_YOUR TASK:_ From the first line to the last, give the listing again exactly.

_EXTRACTED ENTRIES:_
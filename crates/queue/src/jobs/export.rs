//! Export job message.

use std::fmt;
use std::str::FromStr;

use serde::{Deserialize, Serialize};
use thiserror::Error;

/// Action requested by a job message.
#[derive(Debug, Clone, Copy, PartialEq, Eq, Serialize, Deserialize)]
#[serde(rename_all = "snake_case")]
pub enum JobAction {
    /// Generate a data export file.
    GenerateExport,
}

impl JobAction {
    /// Wire name of the action.
    #[must_use]
    pub const fn as_str(self) -> &'static str {
        match self {
            Self::GenerateExport => "generate_export",
        }
    }
}

impl fmt::Display for JobAction {
    fn fmt(&self, f: &mut fmt::Formatter<'_>) -> fmt::Result {
        f.write_str(self.as_str())
    }
}

impl FromStr for JobAction {
    type Err = DecodeError;

    fn from_str(s: &str) -> Result<Self, Self::Err> {
        match s {
            "generate_export" => Ok(Self::GenerateExport),
            other => Err(DecodeError::UnknownAction(other.to_string())),
        }
    }
}

/// Why a queued body could not become a [`JobMessage`].
///
/// Both variants are permanent: the same bytes will never decode on a later attempt.
#[derive(Debug, Error)]
pub enum DecodeError {
    #[error("malformed job message: {0}")]
    Malformed(String),

    #[error("unknown job action: {0}")]
    UnknownAction(String),
}

/// Job submitted by the HTTP layer and consumed by a queue worker.
#[derive(Debug, Clone, PartialEq, Eq, Serialize)]
pub struct JobMessage {
    /// Task identifier, unique per submission.
    pub task_id: String,
    /// Requested action.
    pub action: JobAction,
}

/// Loosely typed shape used to tell a malformed body from an unknown action.
#[derive(Deserialize)]
struct RawJobMessage {
    task_id: String,
    action: String,
}

impl JobMessage {
    /// Create a new export job.
    #[must_use]
    pub fn generate_export(task_id: impl Into<String>) -> Self {
        Self {
            task_id: task_id.into(),
            action: JobAction::GenerateExport,
        }
    }

    /// Decode a queued body.
    pub fn decode(body: &str) -> Result<Self, DecodeError> {
        let raw: RawJobMessage =
            serde_json::from_str(body).map_err(|e| DecodeError::Malformed(e.to_string()))?;

        if raw.task_id.trim().is_empty() {
            return Err(DecodeError::Malformed("empty task_id".to_string()));
        }

        let action = raw.action.parse()?;

        Ok(Self {
            task_id: raw.task_id,
            action,
        })
    }

    /// Encode for the queue.
    pub fn encode(&self) -> Result<String, serde_json::Error> {
        serde_json::to_string(self)
    }
}

#[cfg(test)]
#[allow(clippy::unwrap_used)]
mod tests {
    use super::*;

    #[test]
    fn test_decode_valid_message() {
        let job = JobMessage::decode(r#"{"task_id":"task_1","action":"generate_export"}"#).unwrap();

        assert_eq!(job.task_id, "task_1");
        assert_eq!(job.action, JobAction::GenerateExport);
    }

    #[test]
    fn test_decode_without_action_is_malformed() {
        let err = JobMessage::decode(r#"{"foo":"bar"}"#).unwrap_err();
        assert!(matches!(err, DecodeError::Malformed(_)));
    }

    #[test]
    fn test_decode_not_json_is_malformed() {
        let err = JobMessage::decode("generate_export please").unwrap_err();
        assert!(matches!(err, DecodeError::Malformed(_)));
    }

    #[test]
    fn test_decode_empty_task_id_is_malformed() {
        let err = JobMessage::decode(r#"{"task_id":"  ","action":"generate_export"}"#).unwrap_err();
        assert!(matches!(err, DecodeError::Malformed(_)));
    }

    #[test]
    fn test_decode_unknown_action() {
        let err = JobMessage::decode(r#"{"task_id":"t","action":"generate_xlsx"}"#).unwrap_err();

        match err {
            DecodeError::UnknownAction(action) => assert_eq!(action, "generate_xlsx"),
            other => panic!("Expected UnknownAction, got {other:?}"),
        }
    }

    #[test]
    fn test_encode_uses_wire_names() {
        let json = JobMessage::generate_export("task_9").encode().unwrap();

        assert!(json.contains("\"task_id\":\"task_9\""));
        assert!(json.contains("\"action\":\"generate_export\""));
    }
}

_RESPONSE TO THE TASK:_
filename crates/queue/src/jobs/export.rs
//! Export job message.

use std::fmt;
use std::str::FromStr;

use serde::{Deserialize, Serialize};
use thiserror::Error;

/// Action requested by a job message.
#[derive(Debug, Clone, Copy, PartialEq, Eq, Serialize, Deserialize)]
#[serde(rename_all = "snake_case")]
pub enum JobAction {
    /// Generate a data export file.
    GenerateExport,
}

impl JobAction {
    /// Wire name of the action.
    #[must_use]
    pub const fn as_str(self) -> &'static str {
        match self {
            Self::GenerateExport => "generate_export",
        }
    }
}

impl fmt::Display for JobAction {
    fn fmt(&self, f: &mut fmt::Formatter<'_>) -> fmt::Result {
        f.write_str(self.as_str())
    }
}

impl FromStr for JobAction {
    type Err = DecodeError;

    fn from_str(s: &str) -> Result<Self, Self::Err> {
        match s {
            "generate_export" => Ok(Self::GenerateExport),
            other => Err(DecodeError::UnknownAction(other.to_string())),
        }
    }
}

/// Why a queued body could not become a [`JobMessage`].
///
/// Both variants are permanent: the same bytes will never decode on a later attempt.
#[derive(Debug, Error)]
pub enum DecodeError {
    #[error("malformed job message: {0}")]
    Malformed(String),

    #[error("unknown job action: {0}")]
    UnknownAction(String),
}

/// Job submitted by the HTTP layer and consumed by a queue worker.
#[derive(Debug, Clone, PartialEq, Eq, Serialize)]
pub struct JobMessage {
    /// Task identifier, unique per submission.
    pub task_id: String,
    /// Requested action.
    pub action: JobAction,
}

/// Loosely typed shape used to tell a malformed body from an unknown action.
#[derive(Deserialize)]
struct RawJobMessage {
    task_id: String,
    action: String,
}

impl JobMessage {
    /// Create a new export job.
    #[must_use]
    pub fn generate_export(task_id: impl Into<String>) -> Self {
        Self {
            task_id: task_id.into(),
            action: JobAction::GenerateExport,
        }
    }

    /// Decode a queued body.
    pub fn decode(body: &str) -> Result<Self, DecodeError> {
        let raw: RawJobMessage =
            serde_json::from_str(body).map_err(|e| DecodeError::Malformed(e.to_string()))?;

        if raw.task_id.trim().is_empty() {
            return Err(DecodeError::Malformed("empty task_id".to_string()));
        }

        let action = raw.action.parse()?;

        Ok(Self {
            task_id: raw.task_id,
            action,
        })
    }

    /// Encode for the queue.
    pub fn encode(&self) -> Result<String, serde_json::Error> {
        serde_json::to_string(self)
    }
}

#[cfg(test)]
#[allow(clippy::unwrap_used)]
mod tests {
    use super::*;

    #[test]
    fn test_decode_valid_message() {
        let job = JobMessage::decode(r#"{"task_id":"task_1","action":"generate_export"}"#).unwrap();

        assert_eq!(job.task_id, "task_1");
        assert_eq!(job.action, JobAction::GenerateExport);
    }

    #[test]
    fn test_decode_without_action_is_malformed() {
        let err = JobMessage::decode(r#"{"foo":"bar"}"#).unwrap_err();
        assert!(matches!(err, DecodeError::Malformed(_)));
    }

    #[test]
    fn test_decode_not_json_is_malformed() {
        let err = JobMessage::decode("generate_export please").unwrap_err();
        assert!(matches!(err, DecodeError::Malformed(_)));
    }

    #[test]
    fn test_decode_empty_task_id_is_malformed() {
        let err = JobMessage::decode(r#"{"task_id":"  ","action":"generate_export"}"#).unwrap_err();
        assert!(matches!(err, DecodeError::Malformed(_)));
    }

    #[test]
    fn test_decode_unknown_action() {
        let err = JobMessage::decode(r#"{"task_id":"t","action":"generate_xlsx"}"#).unwrap_err();

        match err {
            DecodeError::UnknownAction(action) => assert_eq!(action, "generate_xlsx"),
            other => panic!("Expected UnknownAction, got {other:?}"),
        }
    }

    #[test]
    fn test_encode_uses_wire_names() {
        let json = JobMessage::generate_export("task_9").encode().unwrap();

        assert!(json.contains("\"task_id\":\"task_9\""));
        assert!(json.contains("\"action\":\"generate_export\""));
    }
}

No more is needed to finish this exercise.